Throughout, it’s hard not to be swept away. Pearce conjures up
a musical world that’s at once magical and mysterious, the sound
transcendent and transformative, minimal on the surface, but hiding a
maximal energy within. And yeah, we’re far from objective. We’ve loved
this band forEVER, and were dying for this record when we first heard
about it, and were definitely inclined to love it no matter what. But
after repeated listens, what at first seemed like a sonic sketchbook
(albeit good one at that), has blossomed into something more
purposeful. There’s a melancholic, meandering, musical path that runs
through these 15 tracks, a path that leads simultaneously inward and
outward, and coheres into a darkly delicate songsuite of somnambulant
lullabies and softly psychedelic threnodies.

GERMAN ARMY “In Transit” (Dub Ditch Picnic) cd 13.98
BACK IN STOCK, new slightly higher (sorry) price! Still totally
worth it though!
We’re kind of obsessed with weirdo LA pop-murk minimalists
German Army.

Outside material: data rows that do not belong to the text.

use serde::Deserialize;
use std::error::Error;
use std::fs;

#[derive(Deserialize)]
struct BenchFile {
    env: EnvInfo,
    results: Vec<BenchRecord>,
}

#[derive(Deserialize)]
struct EnvInfo {
    cpu: String,
    rustc: String,
    flags: String,
    date: String,
    runner: String,
}

#[derive(Deserialize)]
struct BenchRecord {
    library: String,
    evaluator: String,
    size: usize,
    targets: usize,
    time_per_op_ns: f64,
    ops_per_sec: f64,
    allocations: usize,
    best: bool,
}

fn main() -> Result<(), Box<dyn Error>> {
    let data = fs::read_to_string("../benchmarks/goertzel.json")?;
    let bf: BenchFile = serde_json::from_str(&data)?;

    let mut table = format!(
        "Last run: {} on {} ({}; {}; flags: `{}`)\n\n",
        bf.env.date,
        bf.env.runner,
        bf.env.cpu.trim(),
        bf.env.rustc,
        bf.env.flags
    );
    table.push_str("| Library | Evaluator | Samples | Targets | Time/op | Ops/sec | Allocations |\n");
    table.push_str("| --- | --- | --- | --- | --- | --- | --- |\n");
    for r in &bf.results {
        let time_us = r.time_per_op_ns / 1_000.0;
        let marker = if r.best { " **best**" } else { "" };
        table.push_str(&format!(
            "| {} | {}{} | {} | {} | {:.2} µs | {:.0} | {} |\n",
            r.library,
            r.evaluator,
            marker,
            r.size,
            r.targets,
            time_us,
            r.ops_per_sec,
            r.allocations
        ));
    }
    update_readme(&table)?;
    Ok(())
}

fn update_readme(table: &str) -> Result<(), Box<dyn Error>> {
    let path = "../README.md";
    let content = fs::read_to_string(path)?;
    let start = "<!-- BENCH_START -->";
    let end = "<!-- BENCH_END -->";
    if let (Some(s), Some(e)) = (content.find(start), content.find(end)) {
        let mut new_content = String::new();
        new_content.push_str(&content[..s + start.len()]);
        new_content.push('\n');
        new_content.push_str(table);
        new_content.push_str(&content[e..]);
        fs::write(path, new_content)?;
    }
    Ok(())
}
use clap::ValueEnum;
use gofft::checked;
use gofft::shorttime::{goertzel_st_m, Padding};
use gofft::signal::linspace_sine;
use gofft::GoertzelError;
use hound::{SampleFormat, WavReader};
use std::error::Error;
use std::fs::File;
use std::io::{self, BufRead, BufReader, BufWriter, Write};
use std::path::Path;

/// Samples read from disk, with the rate when the container records one.
#[derive(Debug, Clone, PartialEq)]
pub struct Signal {
    pub samples: Vec<f64>,
    pub sample_rate: Option<u32>,
}

#[derive(ValueEnum, Clone, Copy, Debug, PartialEq, Eq)]
pub enum Mode {
    /// One `goertzel` call per target
    Single,
    /// All targets in one `goertzel_m` call
    Multi,
    /// Sum of the bins in `[ft, ft + rng)` for each target
    Range,
    /// Average over consecutive blocks of `width` samples
    Shorttime,
}

/// Parameters of one `analyze` run.
#[derive(Debug, Clone, PartialEq)]
pub struct Request {
    pub mode: Mode,
    pub fs: u32,
    pub targets: Vec<f64>,
    pub width: u32,
    pub rng: Option<f64>,
    pub padding: Padding,
}

pub fn read_signal(path: &Path, column: usize) -> Result<Signal, Box<dyn Error>> {
    if path
        .extension()
        .and_then(|e| e.to_str())
        .is_some_and(|e| e.eq_ignore_ascii_case("wav"))
    {
        return read_wav(path);
    }
    read_csv(path, column)
}

fn read_wav(path: &Path) -> Result<Signal, Box<dyn Error>> {
    let mut reader = WavReader::open(path)?;
    let spec = reader.spec();
    let interleaved: Vec<f64> = match spec.sample_format {
        SampleFormat::Float => reader
            .samples::<f32>()
            .map(|s| s.map(f64::from))
            .collect::<Result<_, _>>()?,
        SampleFormat::Int => {
            let scale = (1i64 << (spec.bits_per_sample - 1)) as f64;
            reader
                .samples::<i32>()
                .map(|s| s.map(|v| f64::from(v) / scale))
                .collect::<Result<_, _>>()?
        }
    };
    let channels = usize::from(spec.channels.max(1));
    let samples = if channels == 1 {
        interleaved
    } else {
        interleaved
            .chunks(channels)
            .map(|frame| frame.iter().sum::<f64>() / channels as f64)
            .collect()
    };
    Ok(Signal {
        samples,
        sample_rate: Some(spec.sample_rate),
    })
}

/// One value per line, optionally comma separated; `column` picks the field.
fn read_csv(path: &Path, column: usize) -> Result<Signal, Box<dyn Error>> {
    let reader = BufReader::new(File::open(path)?);
    let mut samples = Vec::new();
    for (idx, line) in reader.lines().enumerate() {
        let line = line?;
        if line.trim().is_empty() {
            continue;
        }
        let field = line.split(',').nth(column).ok_or_else(|| {
            io::Error::new(
                io::ErrorKind::InvalidData,
                format!("line {}: no column {column}", idx + 1),
            )
        })?;
        let value = field.trim().parse::<f64>().map_err(|e| {
            io::Error::new(
                io::ErrorKind::InvalidData,
                format!("line {}: {e}: {:?}", idx + 1, field.trim()),
            )
        })?;
        samples.push(value);
    }
    Ok(Signal {
        samples,
        sample_rate: None,
    })
}

pub fn write_csv(path: &Path, samples: &[f64]) -> Result<(), Box<dyn Error>> {
    let mut out = BufWriter::new(File::create(path)?);
    for s in samples {
        writeln!(out, "{s}")?;
    }
    out.flush()?;
    Ok(())
}

/// Unit sine sampled on `linspace(0, duration, duration * fs)`.
pub fn generate(fs: u32, ft: f64, duration: f64) -> Vec<f64> {
    let count = (duration * f64::from(fs)) as usize;
    linspace_sine(ft, duration, count)
}

/// Magnitude per target, in the order of `req.targets`.
pub fn analyze(samples: &[f64], req: &Request) -> Result<Vec<f64>, GoertzelError> {
    match req.mode {
        Mode::Single => req
            .targets
            .iter()
            .map(|&f| checked::goertzel(samples, req.fs, f, req.width))
            .collect(),
        Mode::Multi => checked::goertzel_m_vec(samples, req.fs, &req.targets, req.width),
        Mode::Range => {
            let rng = req.rng.unwrap_or(f64::from(req.fs) / f64::from(req.width.max(1)));
            req.targets
                .iter()
                .map(|&f| checked::goertzel_rng(samples, req.fs, f, req.width, rng))
                .collect()
        }
        Mode::Shorttime => {
            let mut mag = vec![0.0; req.targets.len()];
            goertzel_st_m(
                samples,
                req.fs,
                &req.targets,
                req.width,
                req.padding,
                &mut mag,
            )?;
            Ok(mag)
        }
    }
}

We’ve only reviewed two of their records so far, but they
have tons of releases and we’ve been trying to track more of them
down. Everything we’ve heard has been bafflingly brilliant; twisted
outsider genius, with a distinctive sound that straddles multiple
genres, and fuses them into tangled, fucked up musical hybrids. It’s
likely a sound that will leave more casual music fans’s heads
spinning. But folks who dig their pop music fractured and damaged, who
like when electronica is pulled apart and reassembled into downcast
new wave, or woozy downer pop, or who love to hear music that sounds
utterly alien, or like it must be from an alternate dimension, with
just enough sonic landmarks to make it familiar, but in every other
way, something nearly indescribable, well then German Army might be
In Transit is a collection of rarities, singles and unreleased
tracks, a whopping 27 in all. Many of them short avant pop fragments,
others smoldering landscapes of crumbling ambience and buried rhythms,
and still others noisy, clattery, experimental post punk. Tracks are
laced with bizarre found sounds, random samples, squalls of wild
guitar noise, programmed beats, processed vocals, skittery
electronics, fields of crackle, whirr and thrum, fragmented twang and
bizarre industrial crunch. There’s also mysterious whispering,
haunting music box melodies, stretches of bouncy electro pop, along
side stretches of muddy, muted electronic pulsations, some tracks
sound like a proper band, others sound like some bedroom alchemist, or
some studio recluse, the sound warps and warbles, drags and speeds up,
guitar parts and vocals and rhythms do the same, everything in
constant flux, on the verge of collapse, sometimes blossoming into
something surprisingly lovely, more often splintering into something
distressingly tense and trippy, all of the tracks here strangely
mesmerizing, and as a songsuite, In Transit sounds like some
impossible lost electronic new wave / post punk / gloom pop gem
unearthed from a golden era of music that never existed, and likely
never will.

GNAW THEIR TONGUES “Abyss Of Longing Throats” (Crucial Blast) cd
The return of one of our favorite musical misanthropes, the
singularly named Mories, and his one man, blackened, symphonic,
cinematic doom outfit Gnaw Their Tongues. On Abyss Of Longing Throats,
at least at first blush, the sound seems to have devolved into a more
filthy black dirgery. Opener “Lick The Poison From The Cave Walls”
seems to eschew the dramatic cabaret, and weird almost orchestral
arrangements of other tracks/records, in favor of a pounding, noise
drenched, blacknoise blowout, the vokills a hellish, distorted shriek,
the track a lumbering, loping, sonic death march, that does display
some moody drones and atmospherics, but they are buried a live by a
barrage of metallic slo-mo crush.
But fear not, GTT have not ditched their twisted symphonic
soundworld quite yet, with track two “Through Flesh” offering up some
Bernard Hermann like strings, which run throughout the track, but they
are brutalized by insane blast bits, and oozing black-hole riffage,
the result an industrial blowout that sounds like the score to some
alternate universe Psycho. The best bit is where the riffs seems to
slow down, as if it was melting before our ears, the already sludgy
throb, briefly transformed into a tarpit creep.
And while those moments, the cinematic flourishes, and the
oddball samples, do surface throughout, Abyss is definitely much more
metallic than previous releases, the black metal element in full
effect, albeit usually delivered at 16rpm, and even at its blackest
and buzziest, the sound still remains seriously fucked up, deliriously
noise drenched, and oozing some seriously sick atmosphere.
On a related note, it’s one of the very few records we’ve ever
seen receive a perfect score of 100 percent on the Metal Archives
site, which is even the more remarkable considering how far removed
from proper metal GTT actually is, even here.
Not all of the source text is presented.